In order to declare a function, type (outside of any other functions):
func my_function_name(param1: type, param2: type, ...) -> return_type
{
// function code
}
Possible types are: int, bool, char, string, and void for return_type.
For example:
func cool_function(a: int, b: bool, c: int) -> string
{
// this function does cool stuff!
}
Every project must have a function with the following signature: func main() -> int
. It is the function that will be executed when you run the project.
An if statement is as follows:
if val1 operator val2
{
// stuff
}
else
{
// other stuff
}
The else block is optional. possible operators are: <
, >
, ==
, !=
, <=
, >=
.
For example:
if my_func(3) < 3
{
call do_something();
}
else
{
call do_something_else();
}
Note that braces are mandatory, even if there is only one line, that parentheses around the condition are not supported, that else if does not exist (use else { if condition {} }
instead of else if condition {}
), and that you can't chain conditions using logical operators (for example, &&).
For a while loop:
while val1 operator val2
{
// stuff
}
Read the section about if statements for an explanation about val1 operator val2
.
You can use continue
and break
inside of a loop.
In order to put inline assembly in your program:
asm("my assembly code");
For example, asm("mov ax, 5");
To declare global variables, put anywhere in your program:
data
{
var my_var_name: type;
var my_second_var_name: type;
...
}
They cannot have default values.
Possible types are: int
, bool
, char
, string
.
To declare a local variable, type inside of a function:
local my_var_name: type;
or
local my_var_name: type = value;
Locals are local to a specific function, not to a set of curly braces like in most languages. This fact was an oversight rather than an intended feature or a limitation, and may get changed in the future.
There exists a rather serious bug in which declaring a local inside of a false if statement or a while loop that gets executed any number of times other than 1 will cause your final program to crash.
Every file you write has access to these functions:
- func print(s: string) -> void -- prints a string to the standard output.
- func print_char(c: char) -> void -- prints a single character to the standard output.
- func print_int(i: int) -> void -- prints an integer to the standard output.
- func istr(p: string, i: itn) -> char -- get the character at index i from p.
- func char(l: int) -> char -- constructs a char from its ascii code.
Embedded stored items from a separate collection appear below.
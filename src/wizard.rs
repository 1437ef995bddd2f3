//! # Wizard Module
//!
//! The ordering state machine. Given a session and one inbound event (a
//! decoded button press, free text or a shared contact) it mutates the
//! session and describes exactly one screen to show. It never talks to the
//! transport; the bot handlers decide whether a screen edits the pressed
//! message or goes out as a new one.

use tracing::debug;

use crate::action::{Action, CartAction, MAX_QUANTITY};
use crate::catalog::{Catalog, Category};
use crate::dialogue::{
    validate_free_text, validate_phone, Awaiting, DeliveryMethod, ScreenRef, Session,
};
use crate::localization::{t, t_args};
use crate::order_seq::OrderCounter;
use crate::pricing::{format_cart, money, render_summary};
use crate::sink::{Button, Keyboard};

/// A rendered screen
#[derive(Debug, Clone, PartialEq, Eq)]
pub struct View {
    pub text: String,
    pub keyboard: Keyboard,
    /// Also offer the transport's "share contact" keyboard
    pub request_contact: bool,
}

impl View {
    fn new(text: String, keyboard: Keyboard) -> Self {
        Self {
            text,
            keyboard,
            request_contact: false,
        }
    }
}

/// What the handler should do after an event
#[derive(Debug, Clone, PartialEq, Eq)]
pub enum Outcome {
    /// Show a screen, optionally preceded by a short acknowledgement
    Show { view: View, notice: Option<String> },
    /// Only the buttons of the current screen changed
    Keyboard(View),
    /// Non-blocking validation notice; the session is unchanged
    Notice(String),
    /// The customer confirmed the summary; hand over to the order desk
    Confirm,
    /// Free text nobody was waiting for
    Fallback,
    /// Stale or malformed event, nothing to do
    Ignored,
}

impl Outcome {
    fn show(view: View) -> Self {
        Outcome::Show { view, notice: None }
    }

    fn show_with_notice(view: View, notice: String) -> Self {
        Outcome::Show {
            view,
            notice: Some(notice),
        }
    }
}

/// Screen that follows the last quantity prompt of a category
pub fn screen_after(category: Category) -> ScreenRef {
    match category {
        Category::Mains => ScreenRef::AddonPrompt,
        Category::Addons => ScreenRef::Comment,
        Category::Sides | Category::Desserts | Category::Drinks => ScreenRef::Home,
    }
}

fn back_row() -> Vec<Button> {
    vec![Button::new(t("button-back"), Action::Back.encode())]
}

fn select_prompt_key(category: Category) -> &'static str {
    match category {
        Category::Mains => "select-prompt-mains",
        Category::Addons => "select-prompt-addons",
        Category::Sides => "select-prompt-sides",
        Category::Desserts => "select-prompt-desserts",
        Category::Drinks => "select-prompt-drinks",
    }
}

fn home_button_key(category: Category) -> &'static str {
    match category {
        Category::Mains => "home-button-mains",
        Category::Addons => "home-button-addons",
        Category::Sides => "home-button-sides",
        Category::Desserts => "home-button-desserts",
        Category::Drinks => "home-button-drinks",
    }
}

pub struct Wizard<'a> {
    catalog: &'a Catalog,
    counter: &'a dyn OrderCounter,
}
#[tokio::test]
async fn test_addons_follow_mains() -> Result<()> {
    let catalog = Catalog::standard();
    let counter = FixedCounter::default();
    let wizard = Wizard::new(&catalog, &counter);
    let mut session = session_at_home(&wizard);

    order_items(&wizard, &mut session, Category::Mains, &[("disney", 1)]);
    assert_eq!(session.current_screen(), Some(ScreenRef::AddonPrompt));

    let select = shown(wizard.handle_action(&mut session, &Action::Addons(true)));
    assert_eq!(session.current_screen(), Some(ScreenRef::Select(Category::Addons)));
    assert!(payloads(&select).contains(&"addons:toggle:onion".to_string()));

    wizard.handle_action(&mut session, &Action::Toggle(Category::Addons, "onion".to_string()));
    let prompt = shown(wizard.handle_action(&mut session, &Action::Continue(Category::Addons)));
    assert_eq!(prompt.text, "Скільки порцій «Цибуля»?");

    shown(wizard.handle_action(&mut session, &Action::Quantity(Category::Addons, "onion".to_string(), 2)));
    assert_eq!(session.current_screen(), Some(ScreenRef::Comment));

    let summary = shown(wizard.handle_action(&mut session, &Action::SkipComment));
    assert!(summary.text.contains("Додатки:"));
    assert!(summary.text.contains("Цибуля — 2 пор."));
    assert!(summary.text.contains("Ціна: 180 грн"));

    // Add-ons are not reachable from the home menu
    shown(wizard.handle_action(&mut session, &Action::Home));
    assert_eq!(wizard.handle_action(&mut session, &Action::Browse(Category::Addons)), Outcome::Ignored);
    Ok(())
}
//! Shared fixtures for the integration tests
#![allow(dead_code)]

use async_trait::async_trait;
use std::collections::HashSet;
use std::sync::atomic::{AtomicBool, AtomicI32, AtomicU32, Ordering};
use std::sync::Mutex;

use shawarma_bot::action::Action;
use shawarma_bot::catalog::Category;
use shawarma_bot::dialogue::{DeliveryMethod, ScreenRef, Session};
use shawarma_bot::order_seq::{format_order_number, OrderCounter};
use shawarma_bot::sink::{Button, ChatSink, Delivery, DeliveryError, Keyboard, MessageHandle};
use shawarma_bot::wizard::{Outcome, View, Wizard};

/// Counter that hands out numbers for a fixed day
#[derive(Default)]
pub struct FixedCounter {
    seq: AtomicU32,
}

impl FixedCounter {
    pub fn calls(&self) -> u32 {
        self.seq.load(Ordering::SeqCst)
    }
}

impl OrderCounter for FixedCounter {
    fn next_order_number(&self) -> String {
        let seq = self.seq.fetch_add(1, Ordering::SeqCst) + 1;
        format_order_number("20240101", seq)
    }
}

/// One outbound call seen by the recording sink
#[derive(Debug, Clone, PartialEq, Eq)]
pub enum Sent {
    Text {
        chat_id: i64,
        text: String,
        keyboard: Keyboard,
    },
    Edit {
        target: MessageHandle,
        text: String,
        keyboard: Keyboard,
    },
    EditKeyboard {
        target: MessageHandle,
        keyboard: Keyboard,
    },
    Media {
        chat_id: i64,
        media: String,
        caption: Option<String>,
    },
}

/// Chat sink that records every call and fails on demand
#[derive(Default)]
pub struct RecordingSink {
    log: Mutex<Vec<Sent>>,
    next_message_id: AtomicI32,
    fail_edits: AtomicBool,
    unreachable_chats: Mutex<HashSet<i64>>,
}

impl RecordingSink {
    pub fn sent(&self) -> Vec<Sent> {
        self.log.lock().unwrap().clone()
    }

    pub fn texts_to(&self, chat_id: i64) -> Vec<String> {
        self.sent()
            .into_iter()
            .filter_map(|sent| match sent {
                Sent::Text { chat_id: to, text, .. } if to == chat_id => Some(text),
                _ => None,
            })
            .collect()
    }

    pub fn edits_of(&self, target: MessageHandle) -> Vec<String> {
        self.sent()
            .into_iter()
            .filter_map(|sent| match sent {
                Sent::Edit { target: t, text, .. } if t == target => Some(text),
                _ => None,
            })
            .collect()
    }

    pub fn set_fail_edits(&self, fail: bool) {
        self.fail_edits.store(fail, Ordering::SeqCst);
    }

    pub fn make_unreachable(&self, chat_id: i64) {
        self.unreachable_chats.lock().unwrap().insert(chat_id);
    }

    fn record(&self, sent: Sent) {
        self.log.lock().unwrap().push(sent);
    }

    fn reachable(&self, chat_id: i64) -> Result<(), DeliveryError> {
        if self.unreachable_chats.lock().unwrap().contains(&chat_id) {
            Err(DeliveryError::new(format!("chat {chat_id} is unreachable")))
        } else {
            Ok(())
        }
    }
}

#[async_trait]
impl ChatSink for RecordingSink {
    async fn send_text(&self, chat_id: i64, text: &str, keyboard: &[Vec<Button>]) -> Delivery {
        self.reachable(chat_id)?;
        self.record(Sent::Text {
            chat_id,
            text: text.to_string(),
            keyboard: keyboard.to_vec(),
        });
        let message_id = self.next_message_id.fetch_add(1, Ordering::SeqCst) + 100;
        Ok(MessageHandle::new(chat_id, message_id))
    }

    async fn edit_text(&self, target: MessageHandle, text: &str, keyboard: &[Vec<Button>]) -> Delivery {
        if self.fail_edits.load(Ordering::SeqCst) {
            return Err(DeliveryError::new("message can't be edited"));
        }
        self.reachable(target.chat_id)?;
        self.record(Sent::Edit {
            target,
            text: text.to_string(),
            keyboard: keyboard.to_vec(),
        });
        Ok(target)
    }

    async fn edit_keyboard(&self, target: MessageHandle, keyboard: &[Vec<Button>]) -> Delivery {
        if self.fail_edits.load(Ordering::SeqCst) {
            return Err(DeliveryError::new("message can't be edited"));
        }
        self.record(Sent::EditKeyboard {
            target,
            keyboard: keyboard.to_vec(),
        });
        Ok(target)
    }

    async fn send_media(&self, chat_id: i64, media: &str, caption: Option<&str>) -> Delivery {
        self.reachable(chat_id)?;
        self.record(Sent::Media {
            chat_id,
            media: media.to_string(),
            caption: caption.map(str::to_string),
        });
        let message_id = self.next_message_id.fetch_add(1, Ordering::SeqCst) + 100;
        Ok(MessageHandle::new(chat_id, message_id))
    }
}

/// Unwrap a screen outcome
pub fn shown(outcome: Outcome) -> View {
    match outcome {
        Outcome::Show { view, .. } => view,
        other => panic!("expected a screen, got {other:?}"),
    }
}

pub fn payloads(view: &View) -> Vec<String> {
    view.keyboard
        .iter()
        .flatten()
        .map(|button| button.payload.clone())
        .collect()
}

/// Pickup customer with a phone, standing on the home menu
pub fn session_at_home(wizard: &Wizard<'_>) -> Session {
    let mut session = Session::default();
    wizard.start(&mut session);
    shown(wizard.handle_action(&mut session, &Action::Ship(DeliveryMethod::Pickup)));
    shown(wizard.handle_text(&mut session, "0671234567"));
    assert_eq!(session.current_screen(), Some(ScreenRef::Home));
    session
}

/// Pick `quantity` of each id in one pass through a category
pub fn order_items(wizard: &Wizard<'_>, session: &mut Session, category: Category, items: &[(&str, u32)]) {
    shown(wizard.handle_action(session, &Action::Browse(category)));
    pick_in_current_select(wizard, session, category, items);
}

/// Toggle, continue and answer every quantity prompt on an open select screen
pub fn pick_in_current_select(
    wizard: &Wizard<'_>,
    session: &mut Session,
    category: Category,
    items: &[(&str, u32)],
) {
    for (id, _) in items {
        let outcome = wizard.handle_action(session, &Action::Toggle(category, id.to_string()));
        assert!(matches!(outcome, Outcome::Keyboard(_)), "toggle of {id} was not applied");
    }
    shown(wizard.handle_action(session, &Action::Continue(category)));
    while let Some(ScreenRef::Qty(on, _)) = session.current_screen() {
        if on != category {
            break;
        }
        let id = session
            .category(category)
            .and_then(|state| state.current())
            .map(str::to_string)
            .expect("quantity prompt without an item");
        let (_, quantity) = items
            .iter()
            .find(|(wanted, _)| *wanted == id)
            .expect("prompted for an item that was not selected");
        shown(wizard.handle_action(session, &Action::Quantity(category, id, *quantity)));
    }
}

/// Koko x3, no add-ons, no comment; ends on the summary screen
pub fn session_at_summary(wizard: &Wizard<'_>) -> Session {
    let mut session = session_at_home(wizard);
    order_items(wizard, &mut session, Category::Mains, &[("koko", 3)]);
    assert_eq!(session.current_screen(), Some(ScreenRef::AddonPrompt));
    shown(wizard.handle_action(&mut session, &Action::Addons(false)));
    shown(wizard.handle_action(&mut session, &Action::SkipComment));
    assert_eq!(session.current_screen(), Some(ScreenRef::Summary));
    session
}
- func digit_to_char(c: int) -> char -- turns a digit into its ASCII representation.
func main() -> int
{
call print("Hello, world!");
return 0;
}
More examples can be found in the samples folder.
- Text in comments must have an even number of quotes and double-quotes, so
// you can't write this comment!
// 'this', however, is valid.
You will not get an error message, but no code after the comment will be compiled (until the next quote/double-quote). - Declaring a local inside of an if statement or a while loop will break things. No error message.
- You can't call a function inside of a while loop's condition. There is an error message for this one.
- There is no error message for an unclosed function. You will get one when assembling, however.